What the task asks: Repeat the lines from the line with "let frame = 3u64.to_le_bytes();" to the line with "let text = hash.to_prefixed_hex();" in the listing below, keeping both end lines and adding nothing.

Entries shown:
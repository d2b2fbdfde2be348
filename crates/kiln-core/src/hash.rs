//! SHA-256 digests for sprite provenance and seed derivation

use serde::{Deserialize, Serialize};
use sha2::{Digest, Sha256};
use std::fmt;
use std::fmt::Write as _;

const PREFIX: &str = "sha256:";
const DIGEST_LEN: usize = 32;

/// Digest of a pixel payload or of a structured generation input.
///
/// Written to sidecars as `sha256:<hex>`; `to_seed` turns it into the
/// deterministic seed a provider receives.
#[derive(Clone, Copy, Hash, Eq, PartialEq, Serialize, Deserialize)]
pub struct ContentHash([u8; DIGEST_LEN]);

impl ContentHash {
    pub fn from_bytes(data: &[u8]) -> Self {
        Self(Sha256::digest(data).into())
    }

    pub fn from_str(s: &str) -> Self {
        Self::from_bytes(s.as_bytes())
    }

    /// Digest several fields, each preceded by its length as a u64 so
    /// that field boundaries are part of the input.
    pub fn from_parts(parts: &[&[u8]]) -> Self {
        let digest = parts
            .iter()
            .fold(Sha256::new(), |hasher, part| {
                hasher
                    .chain_update((part.len() as u64).to_le_bytes())
                    .chain_update(part)
            })
            .finalize();
        Self(digest.into())
    }

    /// Low eight bytes, little-endian, shifted right once.
    ///
    /// Result is at most `i64::MAX`, which TOML integers can carry.
    pub fn to_seed(&self) -> u64 {
        let head: [u8; 8] = std::array::from_fn(|i| self.0[i]);
        u64::from_le_bytes(head) >> 1
    }

    pub fn to_hex(&self) -> String {
        let mut out = String::with_capacity(DIGEST_LEN * 2);
        for b in self.0 {
            let _ = write!(out, "{b:02x}");
        }
        out
    }

    pub fn as_bytes(&self) -> &[u8; DIGEST_LEN] {
        &self.0
    }

    /// Sidecar form, `sha256:` followed by 64 lowercase hex digits
    pub fn to_prefixed_hex(&self) -> String {
        format!("{PREFIX}{}", self.to_hex())
    }

    /// Inverse of [`to_prefixed_hex`](Self::to_prefixed_hex); `None` for
    /// another algorithm tag, a wrong length, or non-hex digits.
    pub fn from_prefixed_hex(s: &str) -> Option<Self> {
        let digits = s.strip_prefix(PREFIX)?.as_bytes();
        if digits.len() != DIGEST_LEN * 2 {
            return None;
        }
        let mut out = [0u8; DIGEST_LEN];
        for (slot, pair) in out.iter_mut().zip(digits.chunks_exact(2)) {
            *slot = (nibble(pair[0])? << 4) | nibble(pair[1])?;
        }
        Some(Self(out))
    }

    fn short(&self) -> String {
        self.to_hex()[..16].to_string()
    }
}

fn nibble(c: u8) -> Option<u8> {
    (c as char).to_digit(16).map(|d| d as u8)
}

impl fmt::Debug for ContentHash {
    fn fmt(&self, f: &mut fmt::Formatter<'_>) -> fmt::Result {
        f.debug_tuple("ContentHash").field(&self.short()).finish()
    }
}

impl fmt::Display for ContentHash {
    fn fmt(&self, f: &mut fmt::Formatter<'_>) -> fmt::Result {
        f.write_str(&self.short())
    }
}

#[cfg(test)]
mod tests {
    use super::*;

    #[test]
    fn test_same_payload_same_digest() {
        let pixels = [10u8, 20, 30, 255].repeat(16);
        assert_eq!(ContentHash::from_bytes(&pixels), ContentHash::from_bytes(&pixels));
        assert_ne!(
            ContentHash::from_str("fire dragon"),
            ContentHash::from_str("ice dragon")
        );
    }

    #[test]
    fn test_field_boundaries_matter() {
        let a = ContentHash::from_parts(&[b"knight", b"walk"]);
        let b = ContentHash::from_parts(&[b"knightw", b"alk"]);
        assert_ne!(a, b);
    }

    #[test]
    fn test_seed_fits_toml_integer() {
        let frame = 3u64.to_le_bytes();
        let seed = ContentHash::from_parts(&[b"slime", &frame]).to_seed();
        assert_eq!(seed, ContentHash::from_parts(&[b"slime", &frame]).to_seed());
        assert!(seed <= i64::MAX as u64);
    }

    #[test]
    fn test_sidecar_form_parses_back() {
        let hash = ContentHash::from_str("slime_idle.png");
        let text = hash.to_prefixed_hex();
        assert_eq!(text.len(), PREFIX.len() + 64);
        assert_eq!(ContentHash::from_prefixed_hex(&text), Some(hash));
        assert_eq!(format!("{hash}").len(), 16);
    }

    #[test]
    fn test_rejects_malformed_sidecar_hash() {
        let hex = ContentHash::from_str("x").to_hex();
        assert!(ContentHash::from_prefixed_hex(&format!("md5:{hex}")).is_none());
        assert!(ContentHash::from_prefixed_hex("sha256:beef").is_none());
        let bad = format!("sha256:zz{}", &hex[2..]);
        assert!(ContentHash::from_prefixed_hex(&bad).is_none());
    }
}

Answer area:
        let frame = 3u64.to_le_bytes();
        let seed = ContentHash::from_parts(&[b"slime", &frame]).to_seed();
        assert_eq!(seed, ContentHash::from_parts(&[b"slime", &frame]).to_seed());
        assert!(seed <= i64::MAX as u64);
    }

    #[test]
    fn test_sidecar_form_parses_back() {
        let hash = ContentHash::from_str("slime_idle.png");
        let text = hash.to_prefixed_hex();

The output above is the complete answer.